Purnamadah

salvino i piotr

“The more I traveled the more I realized that fear makes strangers of people who should be friends.” Shirley MacLaine

I went to Carnation. I had to go there. I stood under the shop where four years ago Captain Chicken and Nick Salvino tried to convince me not to go to Fall City. But I did not follow their advice and I went and in very weird circumstances I broke my knee cap. And I still don’t know what would really have happened if I had done what they had asked me to do.

The store was closed. I took a photo, sat on the ground, leaned against the wall and waited. It was hot and windy, completely different from the fall time, when in the thick mist I was wrapping myself in the cobwebs. I fell asleep. I was awakened by a tipsy-looking man. I thought he would know where the Captain Chicken lives. So he did. There was an address on the flyer I had a picture of, but I did not look at it intentionally. I knew that if I was about to find the place, I would find it anyway.

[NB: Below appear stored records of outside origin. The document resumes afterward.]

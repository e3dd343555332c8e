//! Infinite plane in Hesse normal form.

use crate::math::{Point, Real, Vector, DEFAULT_EPSILON};
use crate::shape::{ShapeError, Triangle};
use crate::utils;

/// An infinite plane given by its unit normal and its signed offset from the origin.
///
/// A point `p` lies on the plane iff. `normal.dot(p) == distance`.
#[cfg_attr(feature = "serde-serialize", derive(Serialize, Deserialize))]
#[derive(PartialEq, Debug, Clone, Copy)]
pub struct Plane {
    /// The unit normal of the plane.
    pub normal: Vector<Real>,
    /// The signed distance from the origin to the plane, along `normal`.
    pub distance: Real,
}

impl Plane {
    /// Creates a plane from a unit normal and a signed offset.
    #[inline]
    pub fn new(normal: Vector<Real>, distance: Real) -> Plane {
        Plane { normal, distance }
    }

    /// Creates a plane from any non-zero normal, normalizing it.
    ///
    /// The offset is expressed along the normalized normal.
    pub fn try_new(normal: Vector<Real>, distance: Real) -> Result<Plane, ShapeError> {
        let normal = normal
            .try_normalize(DEFAULT_EPSILON)
            .ok_or(ShapeError::ZeroNormal)?;
        Ok(Plane::new(normal, distance))
    }

    /// Creates the plane with the given normal passing through `point`.
    #[inline]
    pub fn from_point_and_normal(point: &Point<Real>, normal: Vector<Real>) -> Plane {
        Plane::new(normal, normal.dot(&point.coords))
    }

    /// The plane containing the given triangle, oriented by its counter-clockwise normal.
    pub fn try_from_triangle(triangle: &Triangle) -> Result<Plane, ShapeError> {
        let normal = triangle
            .normal()
            .ok_or(ShapeError::DegenerateTriangle)?;
        Ok(Plane::from_point_and_normal(&triangle.a, normal))
    }

    /// The plane equation evaluated at `pt`: its signed distance to this plane.
    ///
    /// Positive on the side the normal points to, negative on the other side.
    #[inline]
    pub fn signed_distance(&self, pt: &Point<Real>) -> Real {
        self.normal.dot(&pt.coords) - self.distance
    }

    /// A point of this plane: the projection of the origin onto it.
    #[inline]
    pub fn origin_projection(&self) -> Point<Real> {
        Point::from(self.normal * self.distance)
    }

    /// Are the normals of these two planes parallel (or anti-parallel)?
    #[inline]
    pub fn is_parallel_to(&self, other: &Plane) -> bool {
        utils::approx_zero(self.normal.cross(&other.normal).norm_squared())
    }
}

I wandered an hour, maybe two, long enough for any reasonably thinking creature to finally give up, but I am not a reasonably thinking creature, so I was still looking for the place. The funny thing is, that the closer I was to meet Captain Chicken, the more I asked myself: “Why”? What for? Why do I want so much to see him again? I will meet him and then what? What will I tell him? Something like, Do you know that four years ago after our meeting I broke my knee in Fall City? Do you remember how you with your friend tried to convince me not to go there? Do you know that I often thought what would really have happened if I had actually followed your advice and took another way? That I often looked at our photo taken four years ago – with you and me and Nick, and that I tried to get into your eyes? Literally. And you know that in fact I actually came here to do so? I wanted to get into your eyes. It’s not possible? Well, I am just doing it.”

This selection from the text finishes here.